Stat 401 F/XW: HW 2 answers.
1) Radon. 7 pts.
a) 2 pt.
Radon concentrations
40
radon
30
20
10
0
1
group
The distribution is skewed with some extremely large values.
Note: if you use different software that identifies individual extreme values,
you see two unusually large points. I would call these extreme values
not outliers, because there is nothing erroneous about these points. They
are just houses with high radon concentrations. To a public health official,
these would be the two most important points in the data set.
b) 2 pt. mean = 4.54, median = 3.5
I would say these are not similar. I would expect this because the data are skewed.
You could also argue these are similar, because the influence of one or two large
values is diluted when you have a total of 42 observations.
Note: Although you could argue either way, I strongly favor 'not similar' because
the difference between the two estimates is large relative to the variability
in the bulk of the data. The 25'th percentile is 2.2; the 75'th percentile is 5.5.
The difference (IQR) is 3.3. The difference between mean and median is 1/3 of that.
c) 1 pt. The se of the mean is 0.76 (directly from SAS / JMP output) or calculated as:
4.896/sqrt(42) = 0.76.
d) 2 pt. Yes, the se is appropriate because the data are a simple random sample. The
skewness is irrelevant. The se does not assume any particular distribution.

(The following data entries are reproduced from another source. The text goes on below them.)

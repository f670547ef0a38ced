//! Attribute-driven configuration.
//!
//! Values come from string attributes (`data-ks-*`). Anything missing or
//! malformed silently falls back to the documented default; booleans are
//! only `false` for the exact token `"false"`.

use crate::axis::{resolve_axes, AxisSet, InteractionAxis};
use crate::constants::*;
use crate::transform::{compose, ScaleProfile, TransformDescriptor, TransformKind};
use std::collections::HashMap;
use std::time::Duration;

pub mod markers {
    pub const TRANSFORMER: &str = "data-kinesistransformer";
    pub const TRANSFORMER_ELEMENT: &str = "data-kinesistransformer-element";
    pub const AUDIO: &str = "data-kinesisaudio";
    pub const AUDIO_ELEMENT: &str = "data-kinesisaudio-element";
    pub const DISTANCE_ITEM: &str = "data-kinesisdistance-item";
    pub const SCROLL_ITEM: &str = "data-kinesisscroll-item";
    pub const PATH: &str = "data-kinesispath";
    pub const PATH_ELEMENT: &str = "data-kinesispath-element";
    pub const DEPTH: &str = "data-kinesisdepth";
    pub const DEPTH_ELEMENT: &str = "data-kinesisdepth-element";
}

pub mod attrs {
    pub const ACTIVE: &str = "data-ks-active";
    pub const DURATION: &str = "data-ks-duration";
    pub const EASING: &str = "data-ks-easing";
    pub const INTERACTION: &str = "data-ks-interaction";
    pub const PERSPECTIVE: &str = "data-ks-perspective";
    pub const SENSITIVITY: &str = "data-ks-sensitivity";
    pub const INVERTED: &str = "data-ks-inverted";
    pub const STRENGTH: &str = "data-ks-strength";
    pub const TRANSFORM: &str = "data-ks-transform";
    pub const AXIS: &str = "data-ks-axis";
    pub const INTERACTION_AXIS: &str = "data-ks-interactionaxis";
    pub const TRANSFORM_ORIGIN: &str = "data-ks-transformorigin";
    pub const START_DISTANCE: &str = "data-ks-startdistance";
    pub const AUDIO: &str = "data-ks-audio";
    pub const PLAY_AUDIO: &str = "data-ks-playaudio";
    pub const AUDIO_INDEX: &str = "data-ks-audioindex";
    pub const PATH: &str = "data-ks-path";
    pub const OFFSET: &str = "data-ks-offset";
    pub const DEPTH: &str = "data-ks-depth";
    pub const THROTTLE: &str = "data-ks-throttle";

    /// Older spellings, read only when the current name is absent.
    pub const TYPE: &str = "data-ks-type";
    pub const TRANSFORM_AXIS: &str = "data-ks-transformaxis";
    pub const LEGACY_DEPTH: &str = "data-depth";
    pub const ALIASES: &[(&str, &str)] = &[
        (TRANSFORM, TYPE),
        (AXIS, TRANSFORM_AXIS),
        (DEPTH, LEGACY_DEPTH),
    ];

    /// Container attributes whose change triggers a live reconfiguration.
    pub const CONTAINER_WATCHED: &[&str] = &[
        ACTIVE,
        DURATION,
        EASING,
        INTERACTION,
        PERSPECTIVE,
        SENSITIVITY,
        INVERTED,
        THROTTLE,
    ];

    /// Element-level attributes that also trigger a reconfiguration.
    pub const ELEMENT_WATCHED: &[&str] = &[
        STRENGTH,
        TRANSFORM,
        AXIS,
        INTERACTION_AXIS,
        TRANSFORM_ORIGIN,
        START_DISTANCE,
        AUDIO,
        PLAY_AUDIO,
        AUDIO_INDEX,
        PATH,
        OFFSET,
        DEPTH,
        TYPE,
        TRANSFORM_AXIS,
        LEGACY_DEPTH,
    ];
}

/// Read-only access to an element's attributes.
pub trait AttributeSource {
    fn attr(&self, name: &str) -> Option<String>;

    fn has(&self, name: &str) -> bool {
        self.attr(name).is_some()
    }
}

impl AttributeSource for HashMap<String, String> {
    fn attr(&self, name: &str) -> Option<String> {
        self.get(name).cloned()
    }
}

impl AttributeSource for HashMap<&str, &str> {
    fn attr(&self, name: &str) -> Option<String> {
        self.get(name).map(|v| v.to_string())
    }
}

/// `name`, or its older spelling when only that one is present.
pub fn lookup(src: &dyn AttributeSource, name: &str) -> Option<String> {
    src.attr(name).or_else(|| {
        attrs::ALIASES
            .iter()
            .find(|(current, _)| *current == name)
            .and_then(|(_, alias)| src.attr(alias))
    })
}

/// Longest numeric prefix, the way lenient attribute parsers read `"12px"`.
fn leading_number(raw: &str) -> Option<f64> {
    let s = raw.trim();
    let end = s
        .char_indices()
        .take_while(|(_, c)| c.is_ascii_digit() || matches!(c, '+' | '-' | '.' | 'e' | 'E'))
        .map(|(i, c)| i + c.len_utf8())
        .last()?;
    (1..=end)
        .rev()
        .filter(|i| s.is_char_boundary(*i))
        .find_map(|i| s[..i].parse::<f64>().ok())
        .filter(|v| v.is_finite())
}

pub fn parse_bool(src: &dyn AttributeSource, name: &str, default: bool) -> bool {
    match lookup(src, name) {
        Some(v) => v != "false",
        None => default,
    }
}

pub fn parse_f32(src: &dyn AttributeSource, name: &str, default: f32) -> f32 {
    match lookup(src, name) {
        Some(raw) => match leading_number(&raw) {
            Some(v) => v as f32,
            None => {
                log::debug!("[config] {name}={raw:?} is not a number; using {default}");
                default
            }
        },
        None => default,
    }
}

/// Integers truncate toward zero; negative values fall back to `default`.
pub fn parse_u32(src: &dyn AttributeSource, name: &str, default: u32) -> u32 {
    match lookup(src, name) {
        Some(raw) => match leading_number(&raw) {
            Some(v) if v >= 0.0 && v <= u32::MAX as f64 => v.trunc() as u32,
            _ => {
                log::debug!("[config] {name}={raw:?} is not a non-negative integer; using {default}");
                default
            }
        },
        None => default,
    }
}

pub fn parse_string(src: &dyn AttributeSource, name: &str, default: &str) -> String {
    lookup(src, name)
        .filter(|v| !v.trim().is_empty())
        .unwrap_or_else(|| default.to_string())
}

pub fn parse_enum<T>(
    src: &dyn AttributeSource,
    name: &str,
    parse: impl Fn(&str) -> Option<T>,
    default: T,
) -> T {
    match lookup(src, name) {
        Some(raw) => parse(&raw).unwrap_or_else(|| {
            log::debug!("[config] {name}={raw:?} is not recognized; using default");
            default
        }),
        None => default,
    }
}

#[derive(Clone, Copy, Debug, Default, PartialEq, Eq)]
pub enum InteractionMode {
    #[default]
    Pointer,
    Scroll,
}

impl InteractionMode {
    pub fn parse(token: &str) -> Option<InteractionMode> {
        match token.trim() {
            "mouse" | "pointer" => Some(InteractionMode::Pointer),
            "scroll" => Some(InteractionMode::Scroll),
            _ => None,
        }
    }
}

/// How pointer-move and scroll deliveries are rate limited.
#[derive(Clone, Copy, Debug, PartialEq, Eq)]
pub enum ThrottleMode {
    AnimationFrame,
    Interval(Duration),
}

/// Shared container options.
#[derive(Clone, Debug, PartialEq)]
pub struct ContainerConfig {
    pub active: bool,
    pub duration_ms: u32,
    pub easing: String,
    pub interaction: InteractionMode,
    pub perspective_px: u32,
    pub throttle: ThrottleMode,
    /// Delay before a deferred reset (path modality).
    pub reset_delay: Duration,
}

impl Default for ContainerConfig {
    fn default() -> Self {
        Self {
            active: true,
            duration_ms: DEFAULT_DURATION_MS,
            easing: DEFAULT_EASING.to_string(),
            interaction: InteractionMode::Pointer,
            perspective_px: DEFAULT_PERSPECTIVE_PX,
            throttle: ThrottleMode::AnimationFrame,
            reset_delay: Duration::from_millis(DEFAULT_THROTTLE_MS as u64),
        }
    }
}

impl ContainerConfig {
    pub fn from_attributes(src: &dyn AttributeSource) -> Self {
        Self::from_attributes_with_easing(src, DEFAULT_EASING)
    }

    pub fn from_attributes_with_easing(src: &dyn AttributeSource, default_easing: &str) -> Self {
        let throttle_ms = src
            .attr(attrs::THROTTLE)
            .and_then(|raw| leading_number(&raw))
            .filter(|v| *v >= 0.0)
            .map(|v| v.trunc() as u64);
        Self {
            active: parse_bool(src, attrs::ACTIVE, true),
            duration_ms: parse_u32(src, attrs::DURATION, DEFAULT_DURATION_MS),
            easing: parse_string(src, attrs::EASING, default_easing),
            interaction: parse_enum(
                src,
                attrs::INTERACTION,
                InteractionMode::parse,
                InteractionMode::Pointer,
            ),
            perspective_px: parse_u32(src, attrs::PERSPECTIVE, DEFAULT_PERSPECTIVE_PX),
            throttle: match throttle_ms {
                Some(ms) => ThrottleMode::Interval(Duration::from_millis(ms)),
                None => ThrottleMode::AnimationFrame,
            },
            reset_delay: Duration::from_millis(throttle_ms.unwrap_or(DEFAULT_THROTTLE_MS as u64)),
        }
    }

    /// `transition` value for `property`, e.g. `transform 1000ms ease`.
    pub fn transition(&self, property: &str) -> String {
        format!("{} {}ms {}", property, self.duration_ms, self.easing)
    }
}

/// Per-element motion options shared by every transform-driven modality.
#[derive(Clone, Debug, PartialEq)]
pub struct ElementConfig {
    pub kind: TransformKind,
    pub axes: AxisSet,
    pub strength: f32,
    pub transform_origin: String,
    pub interaction_axis: InteractionAxis,
}

impl Default for ElementConfig {
    fn default() -> Self {
        Self {
            kind: TransformKind::Translate,
            axes: AxisSet::default_for(TransformKind::Translate),
            strength: DEFAULT_STRENGTH,
            transform_origin: DEFAULT_TRANSFORM_ORIGIN.to_string(),
            interaction_axis: InteractionAxis::Free,
        }
    }
}

impl ElementConfig {
    pub fn from_attributes(src: &dyn AttributeSource, default_strength: f32) -> Self {
        let kind = parse_enum(
            src,
            attrs::TRANSFORM,
            TransformKind::parse,
            TransformKind::Translate,
        );
        Self {
            kind,
            axes: resolve_axes(lookup(src, attrs::AXIS).as_deref(), kind),
            strength: parse_f32(src, attrs::STRENGTH, default_strength),
            transform_origin: parse_string(src, attrs::TRANSFORM_ORIGIN, DEFAULT_TRANSFORM_ORIGIN),
            interaction_axis: parse_enum(
                src,
                attrs::INTERACTION_AXIS,
                InteractionAxis::parse,
                InteractionAxis::Free,
            ),
        }
    }

    /// Constrain `(x, y)` and compose on top of `baseline`.
    pub fn compose(&self, baseline: &str, x: f32, y: f32, scale: ScaleProfile) -> TransformDescriptor {
        let input = crate::axis::apply_interaction_constraint(x, y, self.interaction_axis);
        compose(baseline, self.kind, &self.axes, self.strength, input, scale)
    }
}

#[derive(Clone, Debug, PartialEq)]
pub struct AudioConfig {
    pub container: ContainerConfig,
    pub source: String,
    pub autoplay: bool,
    pub smoothing: f32,
}

impl AudioConfig {
    pub fn from_attributes(src: &dyn AttributeSource) -> crate::error::Result<Self> {
        let source = src
            .attr(attrs::AUDIO)
            .filter(|s| !s.trim().is_empty())
            .ok_or(crate::error::ConstructionError::MissingAudioSource)?;
        Ok(Self {
            container: ContainerConfig::from_attributes(src),
            source,
            autoplay: parse_bool(src, attrs::PLAY_AUDIO, false),
            smoothing: DEFAULT_SMOOTHING_FACTOR,
        })
    }
}

#[derive(Clone, Debug, PartialEq)]
pub struct AudioElementConfig {
    pub motion: ElementConfig,
    pub bin: usize,
}

impl AudioElementConfig {
    pub fn from_attributes(src: &dyn AttributeSource) -> Self {
        Self {
            motion: ElementConfig::from_attributes(src, DEFAULT_STRENGTH),
            bin: parse_u32(src, attrs::AUDIO_INDEX, DEFAULT_AUDIO_BIN as u32) as usize,
        }
    }
}

#[derive(Clone, Copy, Debug, Default, PartialEq, Eq)]
pub enum ProximityStyle {
    #[default]
    Linear,
    Attraction,
    Repulsion,
}

impl ProximityStyle {
    pub fn parse(token: &str) -> Option<ProximityStyle> {
        match token.trim() {
            "linear" => Some(ProximityStyle::Linear),
            "attraction" => Some(ProximityStyle::Attraction),
            "repulsion" => Some(ProximityStyle::Repulsion),
            _ => None,
        }
    }
}

#[derive(Clone, Debug, PartialEq)]
pub struct ProximityConfig {
    pub container: ContainerConfig,
    pub motion: ElementConfig,
    pub start_distance: f32,
    pub style: ProximityStyle,
}

impl ProximityConfig {
    pub fn from_attributes(src: &dyn AttributeSource) -> Self {
        let mut container = ContainerConfig::from_attributes(src);
        // `data-ks-interaction` names the falloff style on proximity items.
        container.interaction = InteractionMode::Pointer;
        Self {
            container,
            motion: ElementConfig::from_attributes(src, DEFAULT_PROXIMITY_STRENGTH),
            start_distance: parse_f32(src, attrs::START_DISTANCE, DEFAULT_START_DISTANCE_PX),
            style: parse_enum(
                src,
                attrs::INTERACTION,
                ProximityStyle::parse,
                ProximityStyle::Linear,
            ),
        }
    }
}

#[derive(Clone, Debug, PartialEq)]
pub struct PathConfig {
    pub container: ContainerConfig,
    pub descriptor: Option<String>,
}

impl PathConfig {
    pub fn from_attributes(src: &dyn AttributeSource) -> Self {
        Self {
            container: ContainerConfig::from_attributes_with_easing(src, DEFAULT_PATH_EASING),
            descriptor: src.attr(attrs::PATH).filter(|d| !d.trim().is_empty()),
        }
    }
}

#[derive(Clone, Debug, PartialEq)]
pub struct PathElementConfig {
    pub strength: f32,
    pub offset: f32,
    pub descriptor: Option<String>,
}

impl PathElementConfig {
    pub fn from_attributes(src: &dyn AttributeSource) -> Self {
        Self {
            strength: parse_f32(src, attrs::STRENGTH, DEFAULT_PATH_STRENGTH),
            offset: parse_f32(src, attrs::OFFSET, 0.0),
            descriptor: src.attr(attrs::PATH).filter(|d| !d.trim().is_empty()),
        }
    }
}

#[derive(Clone, Debug, PartialEq)]
pub struct DepthConfig {
    pub container: ContainerConfig,
    pub sensitivity: f32,
    pub inverted: bool,
}

impl DepthConfig {
    pub fn from_attributes(src: &dyn AttributeSource) -> Self {
        Self {
            container: ContainerConfig::from_attributes(src),
            sensitivity: parse_f32(src, attrs::SENSITIVITY, DEFAULT_SENSITIVITY),
            inverted: parse_bool(src, attrs::INVERTED, false),
        }
    }
}

#[derive(Clone, Debug, PartialEq)]
pub struct DepthElementConfig {
    pub depth: f32,
}

impl DepthElementConfig {
    pub fn from_attributes(src: &dyn AttributeSource) -> Self {
        Self {
            depth: parse_f32(src, attrs::DEPTH, DEFAULT_DEPTH_PX),
        }
    }
}
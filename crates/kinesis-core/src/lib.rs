pub mod adapters;
pub mod axis;
pub mod config;
pub mod constants;
pub mod error;
pub mod host;
pub mod lifecycle;
pub mod scheduler;
pub mod signal;
pub mod smoother;
pub mod transform;

pub use adapters::{Adapter, Cx, InputEvent, Mount, Reconfigure, TransformState};
pub use error::{ConstructionError, Result};
pub use host::{Layout, Node, Rect, StyleSink, Surface};
pub use lifecycle::{Controller, Lifecycle};
pub use scheduler::{ManualScheduler, Scheduler, TaskHandle};
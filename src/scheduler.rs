use fnv::FnvHashMap;
use kinesis_core::{Scheduler, TaskHandle};
use std::cell::{Cell, RefCell};
use std::rc::Rc;
use std::time::Duration;
use wasm_bindgen::prelude::*;
use wasm_bindgen::JsCast;
use web_sys as web;

type Dispatch = Box<dyn Fn(TaskHandle)>;

#[derive(Default)]
struct Queue {
    frames: RefCell<Vec<TaskHandle>>,
    raf_id: Cell<Option<i32>>,
    timeouts: RefCell<FnvHashMap<u64, i32>>,
    dispatch: RefCell<Option<Dispatch>>,
}

impl Queue {
    fn dispatch(&self, handle: TaskHandle) {
        if let Some(f) = self.dispatch.borrow().as_ref() {
            f(handle);
        }
    }
}

/// Where fired tasks are delivered. Set once the owning controller exists.
#[derive(Clone)]
pub struct DispatchHook(Rc<Queue>);

impl DispatchHook {
    pub fn set(&self, f: impl Fn(TaskHandle) + 'static) {
        *self.0.dispatch.borrow_mut() = Some(Box::new(f));
    }
}

/// `requestAnimationFrame` / `setTimeout` scheduler.
///
/// One frame callback serves every frame task requested before the next
/// paint; one timeout callback receives the task id as its argument. Both
/// closures live as long as the scheduler.
pub struct WebScheduler {
    window: web::Window,
    next_id: u64,
    queue: Rc<Queue>,
    on_frame: Closure<dyn FnMut()>,
    on_timeout: Closure<dyn FnMut(JsValue)>,
}

impl WebScheduler {
    pub fn new(window: web::Window) -> Self {
        let queue = Rc::new(Queue::default());

        let q = queue.clone();
        let on_frame = Closure::wrap(Box::new(move || {
            q.raf_id.set(None);
            let fired: Vec<TaskHandle> = q.frames.borrow_mut().drain(..).collect();
            for handle in fired {
                q.dispatch(handle);
            }
        }) as Box<dyn FnMut()>);

        let q = queue.clone();
        let on_timeout = Closure::wrap(Box::new(move |arg: JsValue| {
            let Some(raw) = arg.as_f64() else {
                return;
            };
            let raw = raw as u64;
            if q.timeouts.borrow_mut().remove(&raw).is_some() {
                q.dispatch(TaskHandle::from_raw(raw));
            }
        }) as Box<dyn FnMut(JsValue)>);

        Self {
            window,
            next_id: 0,
            queue,
            on_frame,
            on_timeout,
        }
    }

    pub fn hook(&self) -> DispatchHook {
        DispatchHook(self.queue.clone())
    }

    fn next_handle(&mut self) -> TaskHandle {
        self.next_id += 1;
        TaskHandle::from_raw(self.next_id)
    }
}

impl Scheduler for WebScheduler {
    fn request_frame(&mut self) -> TaskHandle {
        let handle = self.next_handle();
        self.queue.frames.borrow_mut().push(handle);
        if self.queue.raf_id.get().is_none() {
            match self
                .window
                .request_animation_frame(self.on_frame.as_ref().unchecked_ref())
            {
                Ok(id) => self.queue.raf_id.set(Some(id)),
                Err(e) => log::error!("[scheduler] requestAnimationFrame: {:?}", e),
            }
        }
        handle
    }

    fn request_timeout(&mut self, delay: Duration) -> TaskHandle {
        let handle = self.next_handle();
        let ms = delay.as_millis().min(i32::MAX as u128) as i32;
        match self
            .window
            .set_timeout_with_callback_and_timeout_and_arguments_1(
                self.on_timeout.as_ref().unchecked_ref(),
                ms,
                &JsValue::from_f64(handle.raw() as f64),
            ) {
            Ok(id) => {
                self.queue.timeouts.borrow_mut().insert(handle.raw(), id);
            }
            Err(e) => log::error!("[scheduler] setTimeout: {:?}", e),
        }
        handle
    }

    fn cancel(&mut self, handle: TaskHandle) {
        if let Some(id) = self.queue.timeouts.borrow_mut().remove(&handle.raw()) {
            self.window.clear_timeout_with_handle(id);
            return;
        }
        let mut frames = self.queue.frames.borrow_mut();
        frames.retain(|h| *h != handle);
        if frames.is_empty() {
            if let Some(id) = self.queue.raf_id.take() {
                let _ = self.window.cancel_animation_frame(id);
            }
        }
    }
}

impl Drop for WebScheduler {
    fn drop(&mut self) {
        if let Some(id) = self.queue.raf_id.take() {
            let _ = self.window.cancel_animation_frame(id);
        }
        for (_, id) in self.queue.timeouts.borrow_mut().drain() {
            self.window.clear_timeout_with_handle(id);
        }
        self.queue.frames.borrow_mut().clear();
        *self.queue.dispatch.borrow_mut() = None;
    }
}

Note: A lot of folks misunderstood this point. I talked about this briefly in the lecture, but it is
not emphasized in the book. In many ways this is analogous to the mean of a skewed
distribution. The sample average from a simple random sample is a valid and appropriate
estimator of the mean of a population, no matter what shape it has. Our discussion about
mean or median was about which is more appropriate for a particular goal. If the mean is the
right quantity, the sample average (and sample se) are appropriate because the sample is a
simple random sample. Skewness doesn't matter for either the average or the se of the
average. The distribution will matter when you use t-statistics to compute a confidence
interval.
Note: when would the se not be an appropriate measure? When the sampling is not a simple
random sample. If you had a way to identify houses likely to have high radon and houses
likely to have low radon (e.g. based on the underlying soil/rock), you could sample 21 houses
from the 'likely high' group and 21 houses from the 'likely low' group. The sample se we have
talked about is not appropriate. The survey is a stratified random sample for which different
methods need to be used to estimate the population mean and the se of that estimate.
2) mutagen and microsatellite nuclei. 7 pt.
a) 1pt for treatments, 1 pt for randomly assigned and can make causal conclusions
Treatments are control or 80 mg/ml of mutagen.
They are randomly assigned to a vial of cells.
Yes, because treatments are randomly assigned.
b) 1 pt
1/126 = 0.0079 = 0.79%.
Explanation: Using the permutation distribution, there is one permutation with a difference
of 8.2 or more extreme. There are 126 possible permutations, so P[diff >= 8.2] = 1/126
c) 2 pt
3/126 = 0.024 = 2.4% (0r 0.0238 = 2.38%)
The two-sided p-value is the probability of >= 8.2 or <= -8.2. There is 1 value >= 8.2 and two
<= -8.2, so three events in total.
d) 1 pt for p-value and correct interpretation of result, 1 pt for estimate of effect size
There are many possible (and reasonable) ways to word this. Here's mine.
There is evidence (p=0.024) that the mutagen increases the number of microsatellite nuclei.
The estimated increase with an 80 mg/ml dose of mutagen is 8.2 nuclei.
Note: When grading we were looking for appropriate interpretation of the p-value (evidence
of) and an estimate of the size of the effect. You could also include the means or medians of
the two groups (full credit) or the difference in the medians (full credit).
3) Problem ./26: 6 points
We were looking for:
Statement of methods: (1 pt)
An appropriate graphic (2 pts)
Appropriate numerical results (1 pt) that are consistent with your choice of method (1 pt)
A statement reporting your conclusion (1 pt).
One possible answer is:
The data were analyzed by plotting side-by-side box plots. Because these data are very
skewed (Figure 1), we report the median percent pro-environment votes for each party. The
Democratic party (median = 92%) had a much higher pro-environment vote percent than the
Republican Party (median = 7.1%). The one independent member of the House of
Representatives voted 100% pro-environment.
100
PctPro
75
50
25
0
D
I
R
Party
Figure 1. Percent pro-environment votes for members of the Democratic (D) and Republican
(R) parties and the one Independent.
Note: The statement about the Independent party member of Congress is not required.